Saved data entries
§ §

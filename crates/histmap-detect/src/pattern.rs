//! Candidate offset patterns
//!
//! Registry coordinates and map rasters never line up exactly, so a
//! building is searched for on a small set of offsets around its
//! nominal position. The pattern is an ordered list: the first offset
//! landing on foreground wins, whatever the distance of later ones.

use crate::error::{DetectError, DetectResult};
use histmap_core::{Mask, PixelPos, Point};
use serde::{Deserialize, Serialize};

/// Ordered list of `(dx, dy)` search offsets
///
/// Serializes as a JSON array of `[dx, dy]` pairs.
#[derive(Debug, Clone, PartialEq, Eq, Serialize, Deserialize)]
#[serde(try_from = "Vec<[i32; 2]>", into = "Vec<[i32; 2]>")]
pub struct OffsetPattern {
    offsets: Vec<(i32, i32)>,
}

impl OffsetPattern {
    /// Create a pattern from offsets in priority order.
    ///
    /// # Errors
    ///
    /// Returns [`DetectError::InvalidParameter`] if the list is empty or
    /// repeats an offset.
    pub fn new(offsets: Vec<(i32, i32)>) -> DetectResult<Self> {
        if offsets.is_empty() {
            return Err(DetectError::InvalidParameter(
                "offset pattern must not be empty".to_string(),
            ));
        }
        for (i, o) in offsets.iter().enumerate() {
            if offsets[..i].contains(o) {
                return Err(DetectError::InvalidParameter(format!(
                    "offset ({}, {}) listed twice",
                    o.0, o.1
                )));
            }
        }
        Ok(Self { offsets })
    }

    /// Square of half-width `square` plus axis arms reaching `arm`,
    /// sorted by distance from the centre.
    ///
    /// Equidistant offsets are ordered horizontal-first, then positive
    /// before negative, so `(1, 0)` precedes `(-1, 0)` precedes `(0, 1)`.
    pub fn square_with_arms(square: u32, arm: u32) -> Self {
        let s = square as i32;
        let a = (arm as i32).max(s);
        let mut offsets: Vec<(i32, i32)> = (-s..=s)
            .flat_map(|dx| (-s..=s).map(move |dy| (dx, dy)))
            .collect();
        for d in (s + 1)..=a {
            offsets.extend([(d, 0), (-d, 0), (0, d), (0, -d)]);
        }
        offsets.sort_by_key(|&(dx, dy)| (dx * dx + dy * dy, dy.abs(), -dx, -dy));
        Self { offsets }
    }

    /// Offsets in priority order.
    #[inline]
    pub fn offsets(&self) -> &[(i32, i32)] {
        &self.offsets
    }

    #[inline]
    pub fn len(&self) -> usize {
        self.offsets.len()
    }

    #[inline]
    pub fn is_empty(&self) -> bool {
        self.offsets.is_empty()
    }

    /// Candidate positions around `center`, in priority order.
    pub fn candidates(&self, center: PixelPos) -> impl Iterator<Item = PixelPos> + '_ {
        self.offsets
            .iter()
            .map(move |&(dx, dy)| center.offset(dx, dy))
    }

    /// First candidate around `center` that is foreground in `mask`.
    ///
    /// Every candidate is bounds-checked on its own; candidates outside
    /// the mask are skipped.
    pub fn locate(&self, mask: &Mask, center: PixelPos) -> Option<Point> {
        let (width, height) = mask.size();
        self.candidates(center)
            .filter_map(|p| p.to_point(width, height))
            .find(|p| mask.is_foreground(p.x, p.y))
    }
}

impl Default for OffsetPattern {
    /// The 29-offset search area: a 5x5 square plus the four
    /// axis-aligned offsets at distance 3.
    fn default() -> Self {
        Self::square_with_arms(2, 3)
    }
}

impl TryFrom<Vec<[i32; 2]>> for OffsetPattern {
    type Error = DetectError;

    fn try_from(pairs: Vec<[i32; 2]>) -> DetectResult<Self> {
        Self::new(pairs.into_iter().map(|[dx, dy]| (dx, dy)).collect())
    }
}

impl From<OffsetPattern> for Vec<[i32; 2]> {
    fn from(pattern: OffsetPattern) -> Self {
        pattern.offsets.into_iter().map(|(dx, dy)| [dx, dy]).collect()
    }
}
//! Deduction parameters

use crate::error::{DeduceError, DeduceResult};
use serde::{Deserialize, Serialize};

/// Deduction configuration
#[derive(Debug, Clone, PartialEq, Serialize, Deserialize)]
#[serde(default)]
pub struct DeduceConfig {
    /// Footprint ratio (larger over smaller) between two consecutive
    /// present records above which they are taken as different
    /// structures.
    pub area_ratio: f64,
}

impl Default for DeduceConfig {
    fn default() -> Self {
        Self { area_ratio: 4.0 }
    }
}

impl DeduceConfig {
    pub fn validate(&self) -> DeduceResult<()> {
        if !(self.area_ratio.is_finite() && self.area_ratio >= 1.0) {
            return Err(DeduceError::InvalidParameter(format!(
                "area_ratio must be a finite value >= 1, got {}",
                self.area_ratio
            )));
        }
        Ok(())
    }
}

§ §

▸ **TASK BRIEF**:
Go through the data above and copy each line in which "DetectError" appears.

▸ **OUTPUT BELOW**:
use crate::error::{DetectError, DetectResult};
    /// Returns [`DetectError::InvalidParameter`] if the list is empty or
            return Err(DetectError::InvalidParameter(
                return Err(DetectError::InvalidParameter(format!(
    type Error = DetectError;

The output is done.